A revealing biography of the fabled Manhattan hotel, in which generations of artists and writers found a haven.
Turn-of-the century New York did not lack either hotels or apartment buildings, writes Tippins (February House: The Story of W. H. Auden, Carson McCullers, Jane and Paul Bowles, Benjamin Britten, and Gypsy Rose Lee, Under One Roof In Wartime America, 2005). But the Chelsea Hotel, from its very inception, was different. Architect Philip Hubert intended the elegantly designed Chelsea Association Building to reflect the utopian ideals of Charles Fourier, offering every amenity conducive to cooperative living: public spaces and gardens, a dining room, artists’ studios, and 80 apartments suitable for an economically diverse population of single workers, young couples, small families and wealthy residents who otherwise might choose to live in a private brownstone.
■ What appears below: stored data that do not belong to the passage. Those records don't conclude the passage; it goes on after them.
//! In-memory stand-in for the slice of the HubSpot API the integration tests
//! drive: contacts, forms and form submissions.

use std::{collections::HashMap, sync::Arc};

use axum::{
    extract::{Path, Query, Request, State},
    http::StatusCode,
    middleware::{self, Next},
    response::Response,
    routing::{delete, get, post},
    Json, Router,
};
use serde::{Deserialize, Serialize};
use serde_json::{Map, Value};
use tokio::{net::TcpListener, sync::RwLock};
use uuid::Uuid;

/// A stored contact, rendered the way HubSpot renders profiles:
/// `{"vid": 1, "properties": {"email": {"value": "..."}}}`.
#[derive(Clone, Debug, Serialize, Deserialize)]
pub struct Contact {
    pub vid: i64,
    pub properties: Map<String, Value>,
}

impl Contact {
    fn email(&self) -> Option<&str> {
        self.properties.get("email")?.get("value")?.as_str()
    }

    fn apply(&mut self, updates: Vec<PropertyValue>) {
        for update in updates {
            self.properties
                .insert(update.property, serde_json::json!({ "value": update.value }));
        }
    }
}

/// One `{"property": ..., "value": ...}` record of a request body.
#[derive(Clone, Debug, Deserialize)]
pub struct PropertyValue {
    pub property: String,
    pub value: Value,
}

#[derive(Deserialize)]
pub struct PropertiesBody {
    pub properties: Vec<PropertyValue>,
}

#[derive(Serialize)]
pub struct Upserted {
    pub vid: i64,
    #[serde(rename = "isNew")]
    pub is_new: bool,
}

#[derive(Default)]
pub struct Store {
    next_vid: i64,
    contacts: HashMap<i64, Contact>,
    forms: HashMap<Uuid, Value>,
}

impl Store {
    fn by_email(&self, email: &str) -> Option<&Contact> {
        self.contacts.values().find(|c| c.email() == Some(email))
    }

    fn insert_contact(&mut self, properties: Vec<PropertyValue>) -> Contact {
        self.next_vid += 1;
        let mut contact = Contact {
            vid: self.next_vid,
            properties: Map::new(),
        };
        contact.apply(properties);
        self.contacts.insert(contact.vid, contact.clone());
        contact
    }
}

pub type Db = Arc<RwLock<Store>>;

pub fn app() -> Router {
    let db: Db = Arc::new(RwLock::new(Store::default()));
    let api = Router::new()
        .route("/contacts/v1/contact", post(create_contact))
        .route(
            "/contacts/v1/contact/vid/{vid}/profile",
            get(get_contact).post(update_contact),
        )
        .route("/contacts/v1/contact/vid/{vid}", delete(delete_contact))
        .route("/contacts/v1/contact/email/{email}/profile", get(get_contact_by_email))
        .route(
            "/contacts/v1/contact/createOrUpdate/email/{email}",
            post(create_or_update_contact),
        )
        .route("/forms/v2/forms", post(create_form))
        .route("/forms/v2/forms/{guid}", get(get_form))
        .layer(middleware::from_fn(require_hapikey));
    // Submissions go to the forms origin, which takes no key.
    Router::new()
        .merge(api)
        .route("/uploads/form/v2/{portal_id}/{guid}", post(submit_form))
        .with_state(db)
}

pub async fn run(listener: TcpListener) -> Result<(), std::io::Error> {
    axum::serve(listener, app()).await
}

/// The auth portion of an API query string; other keys are ignored.
#[derive(Debug, Default, Deserialize)]
pub struct AuthQuery {
    pub hapikey: Option<String>,
}

impl AuthQuery {
    fn is_authorized(&self) -> bool {
        self.hapikey.as_deref().is_some_and(|key| !key.is_empty())
    }
}

async fn require_hapikey(
    Query(auth): Query<AuthQuery>,
    request: Request,
    next: Next,
) -> Result<Response, StatusCode> {
    if !auth.is_authorized() {
        tracing::debug!(uri = %request.uri(), "rejecting request without hapikey");
        return Err(StatusCode::UNAUTHORIZED);
    }
    Ok(next.run(request).await)
}

async fn create_contact(
    State(db): State<Db>,
    Json(input): Json<PropertiesBody>,
) -> Result<Json<Contact>, StatusCode> {
    let email = input
        .properties
        .iter()
        .find(|p| p.property == "email")
        .and_then(|p| p.value.as_str())
        .ok_or(StatusCode::BAD_REQUEST)?
        .to_string();
    let mut store = db.write().await;
    if store.by_email(&email).is_some() {
        return Err(StatusCode::CONFLICT);
    }
    let contact = store.insert_contact(input.properties);
    tracing::info!(vid = contact.vid, "created contact");
    Ok(Json(contact))
}

async fn get_contact(State(db): State<Db>, Path(vid): Path<i64>) -> Result<Json<Contact>, StatusCode> {
    let store = db.read().await;
    store.contacts.get(&vid).cloned().map(Json).ok_or(StatusCode::NOT_FOUND)
}

async fn get_contact_by_email(
    State(db): State<Db>,
    Path(email): Path<String>,
) -> Result<Json<Contact>, StatusCode> {
    let store = db.read().await;
    store.by_email(&email).cloned().map(Json).ok_or(StatusCode::NOT_FOUND)
}

async fn update_contact(
    State(db): State<Db>,
    Path(vid): Path<i64>,
    Json(input): Json<PropertiesBody>,
) -> StatusCode {
    let mut store = db.write().await;
    match store.contacts.get_mut(&vid) {
        Some(contact) => {
            contact.apply(input.properties);
            StatusCode::NO_CONTENT
        }
        None => StatusCode::NOT_FOUND,
    }
}

async fn create_or_update_contact(
    State(db): State<Db>,
    Path(email): Path<String>,
    Json(input): Json<PropertiesBody>,
) -> Json<Upserted> {
    let mut store = db.write().await;
    let existing = store.by_email(&email).map(|c| c.vid);
    if let Some(contact) = existing.and_then(|vid| store.contacts.get_mut(&vid)) {
        contact.apply(input.properties);
        return Json(Upserted {
            vid: contact.vid,
            is_new: false,
        });
    }
    let mut properties = input.properties;
    if !properties.iter().any(|p| p.property == "email") {
        properties.push(PropertyValue {
            property: "email".to_string(),
            value: Value::from(email),
        });
    }
    Json(Upserted {
        vid: store.insert_contact(properties).vid,
        is_new: true,
    })
}

async fn delete_contact(State(db): State<Db>, Path(vid): Path<i64>) -> Result<Json<Value>, StatusCode> {
    let mut store = db.write().await;
    store
        .contacts
        .remove(&vid)
        .map(|_| Json(serde_json::json!({ "vid": vid, "deleted": true, "reason": "OK" })))
        .ok_or(StatusCode::NOT_FOUND)
}

async fn create_form(State(db): State<Db>, Json(input): Json<Value>) -> Result<Json<Value>, StatusCode> {
    let mut form = input.as_object().cloned().ok_or(StatusCode::BAD_REQUEST)?;
    let guid = Uuid::new_v4();
    form.insert("guid".to_string(), Value::from(guid.to_string()));
    form.entry("fields").or_insert_with(|| Value::Array(Vec::new()));
    let form = Value::Object(form);
    db.write().await.forms.insert(guid, form.clone());
    tracing::info!(%guid, "created form");
    Ok(Json(form))
}

async fn get_form(State(db): State<Db>, Path(guid): Path<Uuid>) -> Result<Json<Value>, StatusCode> {
    let store = db.read().await;
    store.forms.get(&guid).cloned().map(Json).ok_or(StatusCode::NOT_FOUND)
}

async fn submit_form(
    State(db): State<Db>,
    Path((_portal_id, guid)): Path<(String, Uuid)>,
) -> StatusCode {
    if db.read().await.forms.contains_key(&guid) {
        StatusCode::NO_CONTENT
    } else {
        StatusCode::NOT_FOUND
    }
}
Hubert especially wanted to attract creative types and made sure the building’s walls were extra thick so that each apartment was quiet enough for concentration. William Dean Howells, Edgar Lee Masters and artist John Sloan were early residents. Their friends (Mark Twain, for one) greeted one another in eight-foot-wide hallways intended for conversations. In its early years, the Chelsea quickly became legendary. By the 1930s, though, financial straits resulted in a “down-at-heel, bohemian atmosphere.” Later, with hard-drinking residents like Dylan Thomas and Brendan Behan, the ambience could be raucous. Arthur Miller scorned his free-wheeling, drug-taking, boozy neighbors, admitting, though, that the “great advantage” to living there “was that no one gave a damn what anyone else chose to do sexually.” No one passed judgment on creativity, either. But the art was not what made the Chelsea famous; its residents did. Allen Ginsberg, Bob Dylan, Andy Warhol, Janis Joplin, Leonard Cohen, Robert Mapplethorpe, Phil Ochs and Sid Vicious are only a few of the figures populating this entertaining book.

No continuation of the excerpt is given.